### Exercise requirements
Your task is to reproduce exactly the lines that run from the beginning of the data through the line where "let samples_per_column = (samples.len()" appears.

════════════════

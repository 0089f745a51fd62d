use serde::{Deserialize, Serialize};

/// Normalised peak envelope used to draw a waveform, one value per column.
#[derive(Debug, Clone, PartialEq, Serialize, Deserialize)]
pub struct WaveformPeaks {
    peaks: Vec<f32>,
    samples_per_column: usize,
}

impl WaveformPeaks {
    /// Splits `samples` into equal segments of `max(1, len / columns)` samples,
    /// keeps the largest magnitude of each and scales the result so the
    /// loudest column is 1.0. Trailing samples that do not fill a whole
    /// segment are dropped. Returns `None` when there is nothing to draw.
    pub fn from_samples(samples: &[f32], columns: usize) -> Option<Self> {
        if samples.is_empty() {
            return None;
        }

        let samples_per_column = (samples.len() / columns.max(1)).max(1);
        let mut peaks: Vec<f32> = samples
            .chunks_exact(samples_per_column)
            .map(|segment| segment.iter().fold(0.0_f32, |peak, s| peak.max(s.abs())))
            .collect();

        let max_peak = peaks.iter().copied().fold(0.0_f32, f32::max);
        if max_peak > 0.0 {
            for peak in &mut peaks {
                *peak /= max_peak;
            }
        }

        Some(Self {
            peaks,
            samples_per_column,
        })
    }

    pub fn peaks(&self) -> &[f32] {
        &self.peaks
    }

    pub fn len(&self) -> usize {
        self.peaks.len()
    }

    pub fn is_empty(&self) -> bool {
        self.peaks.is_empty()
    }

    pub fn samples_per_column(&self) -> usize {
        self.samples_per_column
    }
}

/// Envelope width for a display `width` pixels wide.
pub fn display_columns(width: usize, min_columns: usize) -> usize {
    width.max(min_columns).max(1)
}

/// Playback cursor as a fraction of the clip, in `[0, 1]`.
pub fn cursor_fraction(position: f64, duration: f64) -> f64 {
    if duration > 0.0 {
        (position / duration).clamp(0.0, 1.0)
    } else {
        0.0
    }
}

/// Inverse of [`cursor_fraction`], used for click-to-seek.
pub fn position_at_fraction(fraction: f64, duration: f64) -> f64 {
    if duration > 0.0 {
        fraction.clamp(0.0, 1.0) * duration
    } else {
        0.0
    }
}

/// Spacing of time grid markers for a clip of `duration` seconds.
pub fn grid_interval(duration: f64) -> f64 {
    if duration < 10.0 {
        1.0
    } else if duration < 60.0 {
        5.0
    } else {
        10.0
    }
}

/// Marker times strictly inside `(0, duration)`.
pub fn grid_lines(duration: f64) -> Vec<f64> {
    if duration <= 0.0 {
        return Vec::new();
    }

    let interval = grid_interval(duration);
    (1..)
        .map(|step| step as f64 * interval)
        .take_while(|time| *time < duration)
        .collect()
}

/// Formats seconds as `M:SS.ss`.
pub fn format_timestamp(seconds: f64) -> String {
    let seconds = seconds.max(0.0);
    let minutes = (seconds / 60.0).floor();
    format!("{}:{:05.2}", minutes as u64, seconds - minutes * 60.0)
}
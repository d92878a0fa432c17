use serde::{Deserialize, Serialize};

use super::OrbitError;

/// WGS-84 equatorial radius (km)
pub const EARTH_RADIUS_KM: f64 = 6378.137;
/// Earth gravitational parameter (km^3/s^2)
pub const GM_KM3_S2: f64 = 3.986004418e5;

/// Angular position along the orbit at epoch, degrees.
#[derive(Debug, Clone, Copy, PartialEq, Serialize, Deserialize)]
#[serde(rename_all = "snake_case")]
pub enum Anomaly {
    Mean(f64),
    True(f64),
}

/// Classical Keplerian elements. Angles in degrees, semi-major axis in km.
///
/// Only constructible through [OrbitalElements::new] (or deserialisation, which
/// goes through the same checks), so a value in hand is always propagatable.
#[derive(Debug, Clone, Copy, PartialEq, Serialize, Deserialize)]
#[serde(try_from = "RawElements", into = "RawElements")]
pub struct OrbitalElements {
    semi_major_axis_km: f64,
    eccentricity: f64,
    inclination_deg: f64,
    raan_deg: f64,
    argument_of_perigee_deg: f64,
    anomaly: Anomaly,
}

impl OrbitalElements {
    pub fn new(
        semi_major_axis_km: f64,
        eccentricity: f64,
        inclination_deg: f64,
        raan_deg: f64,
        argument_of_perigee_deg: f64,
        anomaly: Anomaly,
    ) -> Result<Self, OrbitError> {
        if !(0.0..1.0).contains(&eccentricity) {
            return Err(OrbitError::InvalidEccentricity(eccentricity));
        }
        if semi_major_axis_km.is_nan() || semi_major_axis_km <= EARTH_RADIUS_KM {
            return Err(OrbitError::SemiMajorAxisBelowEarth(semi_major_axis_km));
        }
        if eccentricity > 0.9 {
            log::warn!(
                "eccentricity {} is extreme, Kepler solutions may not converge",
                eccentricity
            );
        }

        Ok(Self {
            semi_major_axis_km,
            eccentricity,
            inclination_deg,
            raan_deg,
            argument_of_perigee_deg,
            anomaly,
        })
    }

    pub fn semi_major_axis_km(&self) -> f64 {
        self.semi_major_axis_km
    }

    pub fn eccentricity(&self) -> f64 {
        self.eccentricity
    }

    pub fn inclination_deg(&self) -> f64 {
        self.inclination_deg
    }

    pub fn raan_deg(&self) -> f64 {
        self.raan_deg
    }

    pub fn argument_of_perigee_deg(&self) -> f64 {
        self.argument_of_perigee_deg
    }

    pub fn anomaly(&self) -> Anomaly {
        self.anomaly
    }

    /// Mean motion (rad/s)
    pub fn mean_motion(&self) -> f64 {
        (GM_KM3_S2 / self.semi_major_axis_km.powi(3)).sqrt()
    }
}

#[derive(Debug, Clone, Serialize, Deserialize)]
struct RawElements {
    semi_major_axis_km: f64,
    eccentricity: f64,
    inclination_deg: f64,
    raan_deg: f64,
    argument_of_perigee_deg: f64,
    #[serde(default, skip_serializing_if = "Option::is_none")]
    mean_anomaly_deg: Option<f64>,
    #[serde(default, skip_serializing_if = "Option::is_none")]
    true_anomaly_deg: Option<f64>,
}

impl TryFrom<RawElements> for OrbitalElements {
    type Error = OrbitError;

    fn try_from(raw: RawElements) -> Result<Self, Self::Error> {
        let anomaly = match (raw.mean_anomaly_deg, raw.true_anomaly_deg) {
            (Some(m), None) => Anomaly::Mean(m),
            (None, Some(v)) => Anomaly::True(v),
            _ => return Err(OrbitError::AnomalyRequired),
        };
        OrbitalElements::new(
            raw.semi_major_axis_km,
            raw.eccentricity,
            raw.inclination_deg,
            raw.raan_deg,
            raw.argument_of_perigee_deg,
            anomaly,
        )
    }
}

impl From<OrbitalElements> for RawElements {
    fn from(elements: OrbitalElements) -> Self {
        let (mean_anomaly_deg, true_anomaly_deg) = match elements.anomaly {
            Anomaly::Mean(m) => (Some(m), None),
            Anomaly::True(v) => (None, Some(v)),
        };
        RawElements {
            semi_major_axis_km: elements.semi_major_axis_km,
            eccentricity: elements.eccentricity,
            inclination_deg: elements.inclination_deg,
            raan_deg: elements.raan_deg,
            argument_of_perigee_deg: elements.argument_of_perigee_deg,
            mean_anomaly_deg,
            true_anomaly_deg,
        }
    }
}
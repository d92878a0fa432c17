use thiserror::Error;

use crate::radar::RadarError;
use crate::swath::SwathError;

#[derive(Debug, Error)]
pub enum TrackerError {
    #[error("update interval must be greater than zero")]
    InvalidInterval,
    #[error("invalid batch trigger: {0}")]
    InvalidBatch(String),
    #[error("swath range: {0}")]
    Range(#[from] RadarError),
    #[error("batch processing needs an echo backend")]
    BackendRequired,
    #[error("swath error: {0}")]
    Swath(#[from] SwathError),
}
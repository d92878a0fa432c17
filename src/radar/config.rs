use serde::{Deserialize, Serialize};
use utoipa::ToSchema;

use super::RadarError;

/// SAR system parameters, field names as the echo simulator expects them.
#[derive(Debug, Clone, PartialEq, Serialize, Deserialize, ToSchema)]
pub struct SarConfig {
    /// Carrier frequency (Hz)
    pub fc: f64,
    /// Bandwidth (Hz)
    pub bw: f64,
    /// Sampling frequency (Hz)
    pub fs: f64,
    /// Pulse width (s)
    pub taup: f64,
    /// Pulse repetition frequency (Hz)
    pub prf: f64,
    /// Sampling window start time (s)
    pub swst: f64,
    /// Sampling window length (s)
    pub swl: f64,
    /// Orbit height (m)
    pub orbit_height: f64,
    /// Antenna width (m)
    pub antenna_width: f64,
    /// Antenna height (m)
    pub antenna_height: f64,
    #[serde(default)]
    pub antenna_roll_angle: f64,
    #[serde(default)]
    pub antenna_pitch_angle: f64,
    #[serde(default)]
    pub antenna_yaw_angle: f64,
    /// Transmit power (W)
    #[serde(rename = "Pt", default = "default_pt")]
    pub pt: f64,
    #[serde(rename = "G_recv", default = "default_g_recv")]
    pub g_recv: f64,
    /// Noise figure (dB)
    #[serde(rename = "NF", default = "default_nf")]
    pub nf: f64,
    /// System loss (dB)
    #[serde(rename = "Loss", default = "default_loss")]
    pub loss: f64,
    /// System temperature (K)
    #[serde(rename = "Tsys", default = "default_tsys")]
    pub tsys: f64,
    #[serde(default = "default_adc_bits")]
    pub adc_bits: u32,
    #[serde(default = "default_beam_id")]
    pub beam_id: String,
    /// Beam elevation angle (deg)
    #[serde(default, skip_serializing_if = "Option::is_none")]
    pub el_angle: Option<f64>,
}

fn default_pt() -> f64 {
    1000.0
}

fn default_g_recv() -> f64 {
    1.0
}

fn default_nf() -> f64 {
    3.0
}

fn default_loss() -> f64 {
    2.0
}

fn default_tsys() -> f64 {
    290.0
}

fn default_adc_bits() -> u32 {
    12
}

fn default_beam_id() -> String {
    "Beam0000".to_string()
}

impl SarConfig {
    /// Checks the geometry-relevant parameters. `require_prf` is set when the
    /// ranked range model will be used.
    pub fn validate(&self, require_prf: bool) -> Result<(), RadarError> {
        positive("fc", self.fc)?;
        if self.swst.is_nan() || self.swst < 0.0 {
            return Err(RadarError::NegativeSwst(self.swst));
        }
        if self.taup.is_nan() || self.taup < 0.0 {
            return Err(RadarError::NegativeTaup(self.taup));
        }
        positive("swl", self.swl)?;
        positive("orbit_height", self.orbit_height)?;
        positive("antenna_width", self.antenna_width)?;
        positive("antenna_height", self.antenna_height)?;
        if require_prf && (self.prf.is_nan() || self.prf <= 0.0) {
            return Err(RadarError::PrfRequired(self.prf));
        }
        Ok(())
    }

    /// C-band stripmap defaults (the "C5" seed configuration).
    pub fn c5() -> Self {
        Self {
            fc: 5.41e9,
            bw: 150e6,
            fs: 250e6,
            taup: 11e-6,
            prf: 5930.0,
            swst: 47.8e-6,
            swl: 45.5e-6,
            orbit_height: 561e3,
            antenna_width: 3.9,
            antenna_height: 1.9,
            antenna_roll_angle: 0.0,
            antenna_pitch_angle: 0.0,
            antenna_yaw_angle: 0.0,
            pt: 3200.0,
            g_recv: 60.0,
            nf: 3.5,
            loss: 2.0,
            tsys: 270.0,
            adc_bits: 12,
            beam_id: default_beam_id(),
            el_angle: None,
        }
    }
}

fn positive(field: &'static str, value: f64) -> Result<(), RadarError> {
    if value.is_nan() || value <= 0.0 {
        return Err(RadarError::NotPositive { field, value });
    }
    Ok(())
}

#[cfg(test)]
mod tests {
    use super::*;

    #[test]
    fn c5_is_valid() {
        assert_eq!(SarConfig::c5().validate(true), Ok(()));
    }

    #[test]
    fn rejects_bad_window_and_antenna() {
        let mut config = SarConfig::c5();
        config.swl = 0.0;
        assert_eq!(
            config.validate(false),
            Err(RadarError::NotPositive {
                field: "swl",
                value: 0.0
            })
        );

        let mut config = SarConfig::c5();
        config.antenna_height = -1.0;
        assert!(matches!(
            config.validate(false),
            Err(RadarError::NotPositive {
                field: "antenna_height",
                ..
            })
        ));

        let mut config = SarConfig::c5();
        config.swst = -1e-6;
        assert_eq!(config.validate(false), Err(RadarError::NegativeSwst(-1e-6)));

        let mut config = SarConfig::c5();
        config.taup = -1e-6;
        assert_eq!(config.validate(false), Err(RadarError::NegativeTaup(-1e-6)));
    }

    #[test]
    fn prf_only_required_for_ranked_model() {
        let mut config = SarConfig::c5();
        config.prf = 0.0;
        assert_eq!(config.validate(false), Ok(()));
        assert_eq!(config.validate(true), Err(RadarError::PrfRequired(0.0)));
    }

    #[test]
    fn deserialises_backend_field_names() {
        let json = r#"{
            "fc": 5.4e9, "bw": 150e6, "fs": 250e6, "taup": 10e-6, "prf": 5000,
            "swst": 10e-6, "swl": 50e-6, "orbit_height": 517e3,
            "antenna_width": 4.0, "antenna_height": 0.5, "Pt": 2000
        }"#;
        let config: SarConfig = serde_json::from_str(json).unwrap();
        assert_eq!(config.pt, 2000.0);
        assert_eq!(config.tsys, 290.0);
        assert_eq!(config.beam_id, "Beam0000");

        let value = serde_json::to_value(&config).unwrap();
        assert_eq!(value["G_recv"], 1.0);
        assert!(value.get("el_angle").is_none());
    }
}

════════════════

### Expected answer
repository 0089f745a51fd62d
use serde::{Deserialize, Serialize};

/// Normalised peak envelope used to draw a waveform, one value per column.
#[derive(Debug, Clone, PartialEq, Serialize, Deserialize)]
pub struct WaveformPeaks {
    peaks: Vec<f32>,
    samples_per_column: usize,
}

impl WaveformPeaks {
    /// Splits `samples` into equal segments of `max(1, len / columns)` samples,
    /// keeps the largest magnitude of each and scales the result so the
    /// loudest column is 1.0. Trailing samples that do not fill a whole
    /// segment are dropped. Returns `None` when there is nothing to draw.
    pub fn from_samples(samples: &[f32], columns: usize) -> Option<Self> {
        if samples.is_empty() {
            return None;
        }

        let samples_per_column = (samples.len() / columns.max(1)).max(1);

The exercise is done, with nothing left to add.